What you return must match the records exactly, with every line included.

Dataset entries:

Start of Block

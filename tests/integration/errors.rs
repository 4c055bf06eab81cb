//! Diagnostics surfaced through the front end

use pyplus::{parse_source, Frontend, FrontendError, LexError};

#[test]
fn test_lex_error_is_reported_before_parsing() {
    let err = parse_source("x = 1\ny = $\n").unwrap_err();
    assert!(matches!(
        err,
        FrontendError::Lex(LexError::UnexpectedChar { ch: '$', .. })
    ));
    assert_eq!((err.line(), err.column()), (2, 5));
    assert_eq!(err.message(), "Unexpected character '$'");
}

#[test]
fn test_parse_error_location() {
    let err = parse_source("def f(x y):\n    pass\n").unwrap_err();
    let FrontendError::Parse(inner) = &err else {
        panic!("Expected parse error, got {:?}", err);
    };
    assert!(!inner.is_structural());
    assert_eq!((err.line(), err.column()), (1, 9));
    assert_eq!(
        err.message(),
        "expected ',' or ')' in parameter list, found IDENTIFIER 'y'"
    );
    assert_eq!(
        err.to_string(),
        "Parse error: SyntaxError: expected ',' or ')' in parameter list, found IDENTIFIER 'y' at line 1, col 9"
    );
}

#[test]
fn test_inconsistent_dedent() {
    let err = parse_source("if a:\n        b\n    c\n").unwrap_err();
    assert!(matches!(err, FrontendError::Lex(LexError::InconsistentDedent { .. })));
    assert_eq!(err.line(), 3);
}

#[test]
fn test_unclosed_block_at_end_of_input() {
    let err = Frontend::new().parse("while x:\n").unwrap_err();
    assert_eq!(err.message(), "expected an indented block");
}

#[test]
fn test_first_error_wins() {
    let err = parse_source("if x\n    y = )\n").unwrap_err();
    assert_eq!(err.line(), 1);
    assert!(err.message().starts_with("expected ':' after 'if' header"));
}

#[test]
fn test_unmatched_paren() {
    let err = parse_source("x = (1 + 2\n").unwrap_err();
    assert_eq!(err.message(), "unmatched '('");
    assert_eq!((err.line(), err.column()), (1, 5));
}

End of Block

PROBLEM SOLUTION:
filename tests/integration/errors.rs
repository 4c055bf06eab81cb
//! Diagnostics surfaced through the front end

use pyplus::{parse_source, Frontend, FrontendError, LexError};

#[test]
fn test_lex_error_is_reported_before_parsing() {
    let err = parse_source("x = 1\ny = $\n").unwrap_err();
    assert!(matches!(
        err,
        FrontendError::Lex(LexError::UnexpectedChar { ch: '$', .. })
    ));
    assert_eq!((err.line(), err.column()), (2, 5));
    assert_eq!(err.message(), "Unexpected character '$'");
}

#[test]
fn test_parse_error_location() {
    let err = parse_source("def f(x y):\n    pass\n").unwrap_err();
    let FrontendError::Parse(inner) = &err else {
        panic!("Expected parse error, got {:?}", err);
    };
    assert!(!inner.is_structural());
    assert_eq!((err.line(), err.column()), (1, 9));
    assert_eq!(
        err.message(),
        "expected ',' or ')' in parameter list, found IDENTIFIER 'y'"
    );
    assert_eq!(
        err.to_string(),
        "Parse error: SyntaxError: expected ',' or ')' in parameter list, found IDENTIFIER 'y' at line 1, col 9"
    );
}

#[test]
fn test_inconsistent_dedent() {
    let err = parse_source("if a:\n        b\n    c\n").unwrap_err();
    assert!(matches!(err, FrontendError::Lex(LexError::InconsistentDedent { .. })));
    assert_eq!(err.line(), 3);
}

#[test]
fn test_unclosed_block_at_end_of_input() {
    let err = Frontend::new().parse("while x:\n").unwrap_err();
    assert_eq!(err.message(), "expected an indented block");
}

#[test]
fn test_first_error_wins() {
    let err = parse_source("if x\n    y = )\n").unwrap_err();
    assert_eq!(err.line(), 1);
    assert!(err.message().starts_with("expected ':' after 'if' header"));
}

#[test]
fn test_unmatched_paren() {
    let err = parse_source("x = (1 + 2\n").unwrap_err();
    assert_eq!(err.message(), "unmatched '('");
    assert_eq!((err.line(), err.column()), (1, 5));
}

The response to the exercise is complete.